The second one. All Electronic Genres like Cinematic, Trailer Music, EDM, Hip Hop, Trap etc...


----------



## purple (Jul 5, 2021)

nuyo said:


> Of course but you wouldn't have a tuba play the melody in a full arrangement.


why not?


----------



## nuyo (Jul 6, 2021)

purple said:


> why not?


Send me an example...


----------



## Kent (Jul 6, 2021)

Here’s one—winds, strings, brass, and a tuba all over the place!


----------



## nuyo (Jul 6, 2021)

kmaster said:


> Here’s one—winds, strings, brass, and a tuba all over the place!



Not that I would criticize John Williams but to my ears... I would say that this piece sounds very muddy when the tuba is playing. It sounds like they forgot to turn it down at the mixing desk. When I listen to it on my speakers I immediately want to turn down the tuba. Maybe it's just a taste thing. But it is something that I don't hear in music that is (in my opinion) well produced and orchestrated.


----------



## 6ambler (Jul 6, 2021)

Also be aware of the fact that different keyboards-daws-synths mark middle C differently..Some use C3 and others C4..
Also another thing has to do with overtone-series as someone already mentioned..When you play instruments louder it has more overtones...In some cases instruments that play loudly produce even louder overtones that can even clash with other chord notes for example..Overtone series is really good starting point for orchestration...Its not just some theory but physics law..


----------



## chrisr (Jul 6, 2021)

nuyo said:


> I would say that this piece sounds very muddy when the tuba is playing. It sounds like they forgot to turn it down at the mixing desk. When I listen to it on my speakers I immediately want to turn down the tuba.


For anyone like me, who's been given this note or similar from a creative producer, and knowing that you're referring to the Jabba theme, well... it makes me so happy!


----------



## purple (Jul 6, 2021)

nuyo said:


> Send me an example...


There are really no rules with this stuff...


----------



## nuyo (Jul 6, 2021)

purple said:


> There are really no rules with this stuff...
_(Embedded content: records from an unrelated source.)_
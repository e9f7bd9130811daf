//! Client error types.

use dirsync_core::ContentAddress;

/// Errors from content store operations.
#[derive(Debug, thiserror::Error)]
pub enum StoreError {
    /// The store does not know the requested address.
    #[error("content {address} not found ({endpoint})")]
    NotFound {
        endpoint: String,
        address: ContentAddress,
    },
    /// Network or protocol failure: connection errors, timeouts, unexpected
    /// status codes, malformed response bodies.
    #[error("content store transport error calling {endpoint}: {reason}")]
    Transport { endpoint: String, reason: String },
}

impl StoreError {
    /// Whether repeating the same call may succeed.
    pub fn is_retryable(&self) -> bool {
        matches!(self, Self::Transport { .. })
    }
}

/// Errors from version anchor operations.
#[derive(Debug, thiserror::Error)]
pub enum AnchorError {
    /// The anchor endpoint could not be reached or answered with a non-2xx status.
    #[error("anchor chain {chain} unavailable: {reason}")]
    Unavailable { chain: String, reason: String },

    /// The node answered a read call with a JSON-RPC error object.
    #[error("anchor chain {chain} returned RPC error {code}: {message}")]
    Rpc {
        chain: String,
        code: i64,
        message: String,
    },

    /// The node answered, but the payload did not have the expected shape.
    #[error("anchor chain {chain} returned an invalid response: {reason}")]
    InvalidResponse { chain: String, reason: String },

    /// A proposed root transition did not take effect (nonce conflict,
    /// missing authorization, reverted transaction).
    #[error("root proposal rejected on chain {chain}: {reason}")]
    Rejected { chain: String, reason: String },

    /// The proposal was submitted but its inclusion was not observed in time.
    #[error("root proposal {transaction_id} on chain {chain} not confirmed within {waited_secs}s")]
    Timeout {
        chain: String,
        transaction_id: String,
        waited_secs: u64,
    },

    /// The client or the credentials are misconfigured.
    #[error("invalid anchor configuration: {0}")]
    InvalidConfig(String),
}

impl AnchorError {
    /// Whether repeating the operation (with freshly read state) may succeed.
    pub fn is_retryable(&self) -> bool {
        matches!(
            self,
            Self::Unavailable { .. } | Self::Rejected { .. } | Self::Timeout { .. }
        )
    }
}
Amazing Brass but the Tuba is doubled by Horns and Trombones. And the Horns are the dominant sound source. And if I would e at the Orchestrating stage, I would delete the Tuba because it sounds fat but has to much mid lows for my taste.


----------



## Gene Pool (Jul 6, 2021)

nuyo said:


> Amazing Brass but the Tuba is doubled by Horns and Trombones. And the Horns are the dominant sound source. And if I would e at the Orchestrating stage, I would delete the Tuba because it sounds fat but has to much mid lows for my taste.


The horns do not dominate there even by half. Trombones and tuba do, just as one would expect.


----------



## purple (Jul 6, 2021)

nuyo said:


> Amazing Brass but the Tuba is doubled by Horns and Trombones. And the Horns are the dominant sound source. And if I would e at the Orchestrating stage, I would delete the Tuba because it sounds fat but has to much mid lows for my taste.


I'm starting to think maybe you just don't like tubas!


----------



## nuyo (Jul 6, 2021)

Gene Pool said:


> The horns do not dominate there even by half. Trombones and tuba do, just as one would expect.


At the time mark that was send, the Horns and Bones are more audible than the Tuba.


----------



## Gene Pool (Jul 6, 2021)

nuyo said:


> At the time mark that was send, the Horns and Bones are more audible than the Tuba.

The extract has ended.